Пауза, в темноте очертания комнаты расплываются, фигуры занимают места в пространстве сумерек.
– Я озяб, дайте огня, – говорит господин секретарь.
Простое указание, однако Марк решает, что огонь несут по его душу и сейчас его сожгут. Юноша вскакивает с места и бросается к двери, пожалуй, первая здравая мысль за весь вечер, да только Кристоф, сама любезность и добродушие, разворачивает его обратно.

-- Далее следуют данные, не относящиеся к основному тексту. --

use chrono::{DateTime, Utc};
use serde::{Deserialize, Serialize};
use std::collections::HashMap;

/// 一筆邏輯資料列：欄位名稱對應原始儲存格內容
#[derive(Debug, Clone, Default, PartialEq, Eq, Serialize, Deserialize)]
pub struct Record {
    pub data: HashMap<String, String>,
}

impl Record {
    pub fn from_pairs<K, V>(pairs: impl IntoIterator<Item = (K, V)>) -> Self
    where
        K: Into<String>,
        V: Into<String>,
    {
        Self {
            data: pairs
                .into_iter()
                .map(|(k, v)| (k.into(), v.into()))
                .collect(),
        }
    }

    /// 缺少的欄位視為空字串
    pub fn get(&self, column: &str) -> &str {
        self.data.get(column).map(String::as_str).unwrap_or("")
    }

    pub fn set(&mut self, column: &str, value: impl Into<String>) {
        self.data.insert(column.to_string(), value.into());
    }

    pub fn is_blank(&self, column: &str) -> bool {
        self.get(column).trim().is_empty()
    }
}

#[derive(Debug, Clone, PartialEq, Eq, Serialize, Deserialize)]
#[serde(tag = "kind", rename_all = "snake_case")]
pub enum SourceKind {
    Delimited { delimiter: char },
    Spreadsheet { sheet: String, header_row: usize },
}

impl SourceKind {
    pub fn is_delimited(&self) -> bool {
        matches!(self, SourceKind::Delimited { .. })
    }
}

/// 一次上傳的完整資料：欄位順序 + 資料列
#[derive(Debug, Clone, PartialEq, Eq)]
pub struct Dataset {
    pub headers: Vec<String>,
    pub records: Vec<Record>,
    pub source: SourceKind,
    /// 由預測階段附加的欄位，永遠排在原始欄位之後
    pub synthetic_columns: Vec<String>,
}

impl Dataset {
    pub fn new(headers: Vec<String>, records: Vec<Record>, source: SourceKind) -> Self {
        Self {
            headers,
            records,
            source,
            synthetic_columns: Vec::new(),
        }
    }

    pub fn len(&self) -> usize {
        self.records.len()
    }

    pub fn is_empty(&self) -> bool {
        self.records.is_empty()
    }

    pub fn output_columns(&self) -> Vec<String> {
        self.headers
            .iter()
            .chain(self.synthetic_columns.iter())
            .cloned()
            .collect()
    }

    /// 依輸出欄位順序取出一列的值
    pub fn row_values(&self, record: &Record) -> Vec<String> {
        self.headers
            .iter()
            .chain(self.synthetic_columns.iter())
            .map(|column| record.get(column).to_string())
            .collect()
    }
}

#[derive(Debug, Clone, PartialEq, Eq)]
pub struct TextColumn {
    pub name: String,
    pub index: usize,
}

#[derive(Debug, Clone, PartialEq, Serialize, Deserialize)]
pub struct LabelScore {
    pub label: String,
    /// 百分比，0..=100
    pub probability: f64,
}

#[derive(Debug, Clone, PartialEq, Serialize, Deserialize)]
pub struct PredictionResult {
    pub predictions: Vec<LabelScore>,
}

impl PredictionResult {
    /// 依機率由高到低排序
    pub fn ranked(mut predictions: Vec<LabelScore>) -> Self {
        predictions.sort_by(|a, b| {
            b.probability
                .partial_cmp(&a.probability)
                .unwrap_or(std::cmp::Ordering::Equal)
        });
        Self { predictions }
    }

    pub fn top(&self) -> Option<&LabelScore> {
        self.predictions.first()
    }
}

#[derive(Debug, Clone, PartialEq)]
pub enum ProcessingOutcome {
    Predicted(PredictionResult),
    Skipped,
    Failed(String),
}

impl ProcessingOutcome {
    pub fn is_failed(&self) -> bool {
        matches!(self, ProcessingOutcome::Failed(_))
    }
}

#[derive(Debug, Clone, Default, PartialEq, Eq, Serialize, Deserialize)]
pub struct StitchReport {
    /// 合併回前一筆紀錄的片段數
    pub stitched: usize,
    pub orphans_dropped: usize,
    pub blank_dropped: usize,
}

/// Loader → Classifier → Stitcher 之後、送去預測之前的資料
#[derive(Debug, Clone)]
pub struct PreparedDataset {
    pub dataset: Dataset,
    pub text_column: TextColumn,
    pub stitch: StitchReport,
}

#[derive(Debug, Clone, PartialEq, Eq, Serialize, Deserialize)]
pub struct RecordFailure {
    pub index: usize,
    pub message: String,
}

#[derive(Debug, Clone, PartialEq, Eq, Serialize, Deserialize)]
pub struct RunSummary {
    pub source_file: String,
    pub text_column: String,
    pub total: usize,
    pub predicted: usize,
    pub skipped: usize,
    pub failed: usize,
    pub stitched: usize,
    pub orphans_dropped: usize,
    pub failures: Vec<RecordFailure>,
    pub cancelled: bool,
    /// 取消時尚未處理的筆數（也計入 failed）
    pub unprocessed: usize,
    pub started_at: DateTime<Utc>,
    pub finished_at: DateTime<Utc>,
}

impl std::fmt::Display for RunSummary {
    fn fmt(&self, f: &mut std::fmt::Formatter<'_>) -> std::fmt::Result {
        write!(
            f,
            "{} predicted, {} skipped, {} failed of {} ({} fragments stitched)",
            self.predicted, self.skipped, self.failed, self.total, self.stitched
        )?;
        if self.cancelled {
            write!(f, " [cancelled]")?;
        }
        Ok(())
    }
}

#[derive(Debug, Clone)]
pub struct TransformResult {
    pub dataset: Dataset,
    pub outcomes: Vec<ProcessingOutcome>,
    pub summary: RunSummary,
}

– А ну-ка сядь, красавчик.
Поленья уложены, но огонь не хочет заниматься. Наконец раздается привычный треск, и слуга удаляется, вытирая руки о фартук. Марк тоскливо смотрит ему вслед, завидуя последней кухонной служанке или мальчишке, который драит ночные горшки.
– Ах, Марк, – вздыхает господин секретарь, – мне говорили, тщеславие – грех, хотя чем тщеславие отличается от тех даров, коими мы, как учит Святое Писание, обязаны служить? И вот мы здесь, оба – кардинальские слуги. Если бы кардинал увидел нас вместе, то верно бы удивился. Впрочем, к делу. Кто сменил вас в постели королевы? Норрис? Или у вас, доверенных слуг, было свое расписание?